A Sagrada Família do Pássaro – Bartolomé Esteban Murillo (1617–1682)
Por que a primeira infância pertence à família — e não ao Estado
Introdução
Dados recentes do Censo Escolar 2024 revelam que o número de crianças de 0 a 3 anos matriculadas em creches no Brasil cresceu apenas 1,5% em relação ao ano anterior, totalizando 4,18 milhões de alunos. Isso representa cerca de 38,7% da população nessa faixa etária, ficando aquém da meta de 50% estabelecida pelo Plano Nacional de Educação para 2024 . Para muitos, esse número é alarmante. Para outros, entre os quais me incluo, trata-se de uma oportunidade para refletirmos sobre as verdadeiras causas dessa realidade — e, mais profundamente, sobre o papel da família na formação da criança.
A falácia da instrução como solução total
Victor Hugo dizia: “Abrir uma escola é fechar uma cadeia”. Paul Bert ecoava: “A criminalidade diminui com a instrução”. Ambos estavam errados — ou, ao menos, incompletos. A instrução, por si só, não forma homens completos. Pode até formar técnicos, mas não necessariamente cidadãos virtuosos.
O pensador francês François Guizot advertiu com precisão:
“O desenvolvimento intelectual só por si, separado do desenvolvimento moral e religioso, torna-se um princípio de orgulho, de insubordinação, de egoísmo e, consequentemente, um perigo para a sociedade.”
É isso que vemos hoje: gerações escolarizadas, mas vazias de sentido, frágeis moralmente, e muitas vezes hostis à própria ideia de autoridade, fé e pátria.
A lógica tecnocrática e o sequestro da infância
Na ânsia de “resolver” o problema da infância, governos e especialistas apresentam soluções quantitativas: mais vagas, mais dados, mais metas. A infância se tornou um problema de gestão. A creche, um símbolo de progresso. Mas esse paradigma parte de um pressuposto destrutivo: a família falhou — e o Estado deve ocupar seu lugar.
Ora, a primeira infância não é do Estado. Ela pertence ao lar. É no convívio íntimo com os pais — especialmente com a mãe — que se formam as primeiras referências afetivas, morais e cognitivas.
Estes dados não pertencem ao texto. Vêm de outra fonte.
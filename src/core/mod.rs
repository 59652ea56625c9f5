//! Foundational types: the bet-type catalog, bet slips, and runners.

pub mod bet_type;
pub mod runner;
pub mod slip;
use crate::core::bet_type::BetType;
use chrono::{DateTime, Utc};
use rust_decimal::Decimal;
use serde::{Deserialize, Serialize};
use uuid::Uuid;

/// A bet slip: what was wagered, at what unit stake, and how.
///
/// The stake is the amount placed per line, not the total outlay. A
/// £2 each-way yankee, for instance, costs 2 × 11 × £2 = £44. Slips are
/// immutable once created; the settlement engine reads them alongside
/// the settled runners.
///
/// # Examples
///
/// ```
/// use rust_decimal_macros::dec;
/// use wager_engine::core::bet_type::BetType;
/// use wager_engine::core::slip::BetSlip;
///
/// let slip = BetSlip::new(BetType::Yankee, dec!(2)).with_each_way(true);
/// assert_eq!(slip.bet_type(), BetType::Yankee);
/// assert!(slip.each_way());
/// ```
#[derive(Debug, Clone, Serialize, Deserialize)]
pub struct BetSlip {
    /// Unique identifier for this slip.
    id: Uuid,
    /// The bet type being settled.
    bet_type: BetType,
    /// Stake per line.
    stake: Decimal,
    /// Whether the stake is doubled across win and place halves.
    each_way: bool,
    /// When this slip was created.
    placed_at: DateTime<Utc>,
    /// Optional reference or memo.
    reference: Option<String>,
}

impl BetSlip {
    /// Create a win-only slip with the given unit stake.
    pub fn new(bet_type: BetType, stake: Decimal) -> Self {
        Self {
            id: Uuid::new_v4(),
            bet_type,
            stake,
            each_way: false,
            placed_at: Utc::now(),
            reference: None,
        }
    }

    /// Create a slip with a specific ID (useful for testing / determinism).
    pub fn with_id(id: Uuid, bet_type: BetType, stake: Decimal) -> Self {
        Self {
            id,
            bet_type,
            stake,
            each_way: false,
            placed_at: Utc::now(),
            reference: None,
        }
    }

    /// Mark the slip each-way. Doubles the outlay: every line is staked
    /// once on the win half and once on the place half.
    pub fn with_each_way(mut self, each_way: bool) -> Self {
        self.each_way = each_way;
        self
    }

    /// Set a reference string.
    pub fn with_reference(mut self, reference: impl Into<String>) -> Self {
        self.reference = Some(reference.into());
        self
    }

    // --- Accessors ---

    pub fn id(&self) -> Uuid {
        self.id
    }

    pub fn bet_type(&self) -> BetType {
        self.bet_type
    }

    pub fn stake(&self) -> Decimal {
        self.stake
    }

    pub fn each_way(&self) -> bool {
        self.each_way
    }

    pub fn placed_at(&self) -> DateTime<Utc> {
        self.placed_at
    }

    pub fn reference(&self) -> Option<&str> {
        self.reference.as_deref()
    }

    /// Total outlay for this slip: stake × lines, doubled if each-way.
    pub fn total_stake(&self) -> Decimal {
        let halves = if self.each_way {
            Decimal::TWO
        } else {
            Decimal::ONE
        };
        self.stake * Decimal::from(self.bet_type.line_count()) * halves
    }
}

#[cfg(test)]
mod tests {
    use super::*;
    use rust_decimal_macros::dec;

    #[test]
    fn test_slip_defaults() {
        let slip = BetSlip::new(BetType::Treble, dec!(10));
        assert_eq!(slip.bet_type(), BetType::Treble);
        assert_eq!(slip.stake(), dec!(10));
        assert!(!slip.each_way());
        assert!(slip.reference().is_none());
    }

    #[test]
    fn test_slip_builders() {
        let slip = BetSlip::new(BetType::Patent, dec!(5))
            .with_each_way(true)
            .with_reference("acct-771");
        assert!(slip.each_way());
        assert_eq!(slip.reference(), Some("acct-771"));
    }

    #[test]
    fn test_slip_with_id_is_deterministic() {
        let id = Uuid::new_v4();
        let slip = BetSlip::with_id(id, BetType::Single, dec!(1));
        assert_eq!(slip.id(), id);
    }

    #[test]
    fn test_total_stake() {
        assert_eq!(BetSlip::new(BetType::Single, dec!(5)).total_stake(), dec!(5));
        assert_eq!(BetSlip::new(BetType::Trixie, dec!(10)).total_stake(), dec!(40));
        let ew_yankee = BetSlip::new(BetType::Yankee, dec!(2)).with_each_way(true);
        assert_eq!(ew_yankee.total_stake(), dec!(44));
    }
}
Delegar essa fase a instituições, ainda que bem-intencionadas, é roubar da criança sua identidade mais profunda.
A ideologia da emancipação feminina e a crise do lar
A pressão por mais creches decorre também de uma mudança cultural: a ideia de que a maternidade atrapalha a realização da mulher. Antigamente, ser mãe era um chamado elevado. Hoje, é vista muitas vezes como obstáculo para o “sucesso”. Muitas mulheres voltam ao trabalho semanas após o parto — não por escolha real, mas por exigência do sistema ou por doutrinação ideológica.
Não se trata de criticar a mulher que trabalha, mas sim de denunciar um modelo social que despreza o valor do cuidado materno como missão formativa fundamental.
Instrução sem coração é ruína
A verdadeira educação é mais do que transmitir informações. É formar o homem inteiro: corpo, alma, mente e espírito. Como escreveu Mgr. Dupanloup:
“Como é falha de coração e de vida a educação em que a mãe não toma parte! E quanta hesitação e fraqueza na educação de que o pai anda arredio!”
Sem a presença viva dos pais, a educação se torna técnica, fria, desumanizada. E, pior, facilmente manipulável por ideologias.
O verdadeiro alicerce é a família
Cristovam Buarque, ex-ministro da Educação, ex-reitor da Universidade de Brasília e político historicamente vinculado à esquerda progressista, afirmou recentemente que “primeiro o alicerce”, referindo-se à educação infantil como base da cidadania. Está certo quanto à importância da base. Mas erra ao identificar a creche como esse alicerce. O verdadeiro fundamento da sociedade está no seio da família, onde se aprende o amor, o limite, a fé e a responsabilidade.
Creches podem ser apoios subsidiários. Nunca substituições.
Por uma política de fortalecimento da família
Ao invés de simplesmente aumentar o número de instituições para cuidar dos filhos alheios, por que não investir na própria família?
Algumas propostas possíveis:
- Auxílios direcionados a mães que desejam cuidar dos filhos pequenos;
- Incentivos fiscais para famílias com crianças em tempo integral no lar;
- Políticas de valorização da maternidade como vocação essencial à vida nacional.
Conclusão: a infância é sagrada
Uma sociedade que confia mais no Estado do que na família para formar seus filhos é uma sociedade em colapso.
Se queremos adultos seguros, éticos e enraizados em valores verdadeiros, devemos restaurar a autoridade e a centralidade do lar.
A infância não pertence ao governo, aos especialistas ou aos pedagogos. Pertence aos pais — e, acima de tudo, a Deus.